The controlling legal standards are not disputed. Briefly summarized, and as applicable to this case, the civil stalking statute authorizes a court to issue an SPO against someone who intentionally, knowingly, or recklessly makes “repeated and unwanted” contact with another person, thereby causing that person to be alarmed or coerced. 3 The contact may consist of, among other things, coming into the person’s visual or physical presence, following the person, waiting outside the person’s home, property, place of work or school, or sending or making written communication of any kind. See ORS 163.730(3) (defining “contact” for both criminal and civil stalking statutes). Additionally, it must be objectively reasonable for the contacted person to have been alarmed or coerced by the contact. ORS 30.866(l)(b); see also Weatherly v. Wilkie, 169 Or App 257, 259, 8 P3d 251 (2000) (discussing subjective and objective components). Finally, the contact must also cause the contacted person reasonable apprehension regarding his or her personal safety. ORS 30.866(l)(c).
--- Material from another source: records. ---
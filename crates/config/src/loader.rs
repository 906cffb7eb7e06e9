use std::{
    path::{Path, PathBuf},
    sync::Mutex,
};

use tracing::{debug, warn};

use crate::{env_subst::substitute_env, schema::WarelayConfig};

/// Standard config file names, checked in order.
const CONFIG_FILENAMES: &[&str] = &["warelay.toml", "warelay.yaml", "warelay.yml", "warelay.json"];

/// Override for the config directory, set via `set_config_dir()`.
static CONFIG_DIR_OVERRIDE: Mutex<Option<PathBuf>> = Mutex::new(None);

/// Set a custom config directory. When set, config discovery only looks in
/// this directory (project-local and user-global paths are skipped).
pub fn set_config_dir(path: PathBuf) {
    *CONFIG_DIR_OVERRIDE.lock().unwrap() = Some(path);
}

/// Clear the config directory override, restoring default discovery.
pub fn clear_config_dir() {
    *CONFIG_DIR_OVERRIDE.lock().unwrap() = None;
}

fn config_dir_override() -> Option<PathBuf> {
    CONFIG_DIR_OVERRIDE.lock().unwrap().clone()
}

/// Load config from the given path (any supported format).
pub fn load_config(path: &Path) -> anyhow::Result<WarelayConfig> {
    let raw = std::fs::read_to_string(path)
        .map_err(|e| anyhow::anyhow!("failed to read {}: {e}", path.display()))?;
    let raw = substitute_env(&raw);
    parse_config(&raw, path)
}

/// Discover and load config from standard locations.
///
/// Search order:
/// 1. `./warelay.{toml,yaml,yml,json}` (project-local)
/// 2. `~/.config/warelay/warelay.{toml,yaml,yml,json}` (user-global)
///
/// Returns `WarelayConfig::default()` if no config file is found or the
/// found file fails to parse.
pub fn discover_and_load() -> WarelayConfig {
    let Some(path) = find_config_file() else {
        debug!("no config file found, using defaults");
        return WarelayConfig::default();
    };
    debug!(path = %path.display(), "loading config");
    match load_config(&path) {
        Ok(cfg) => cfg,
        Err(e) => {
            warn!(path = %path.display(), error = %e, "failed to load config, using defaults");
            WarelayConfig::default()
        },
    }
}

/// Find the first config file in standard locations.
///
/// When a config dir override is set, only that directory is searched.
fn find_config_file() -> Option<PathBuf> {
    if let Some(dir) = config_dir_override() {
        return CONFIG_FILENAMES
            .iter()
            .map(|name| dir.join(name))
            .find(|p| p.exists());
    }

    // Project-local
    for name in CONFIG_FILENAMES {
        let p = PathBuf::from(name);
        if p.exists() {
            return Some(p);
        }
    }

    // User-global: ~/.config/warelay/
    let dir = home_dir()?.join(".config").join("warelay");
    CONFIG_FILENAMES
        .iter()
        .map(|name| dir.join(name))
        .find(|p| p.exists())
}

fn home_dir() -> Option<PathBuf> {
    directories::BaseDirs::new().map(|d| d.home_dir().to_path_buf())
}

fn parse_config(raw: &str, path: &Path) -> anyhow::Result<WarelayConfig> {
    let ext = path.extension().and_then(|e| e.to_str()).unwrap_or("toml");

    match ext {
        "toml" => Ok(toml::from_str(raw)?),
        "yaml" | "yml" => Ok(serde_yaml::from_str(raw)?),
        "json" => Ok(serde_json::from_str(raw)?),
        _ => anyhow::bail!("unsupported config format: .{ext}"),
    }
}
*347 Thus, the statute has both subjective and objective components. The contacted person must in fact be alarmed by the contacts, and those specific contacts must cause the person apprehension regarding his or her personal safety. In other words, there must be “a causal relationship between the contact and the alarm or coercion felt by the other per son — the alarm or coercion must arise from the contact.” Schiffner v. Banks, 177 Or App 86, 92, 33 P3d 701 (2001) (emphasis added). Moreover, the contacted person’s alarm must be objectively reasonable. ORS 30.866(l)(b).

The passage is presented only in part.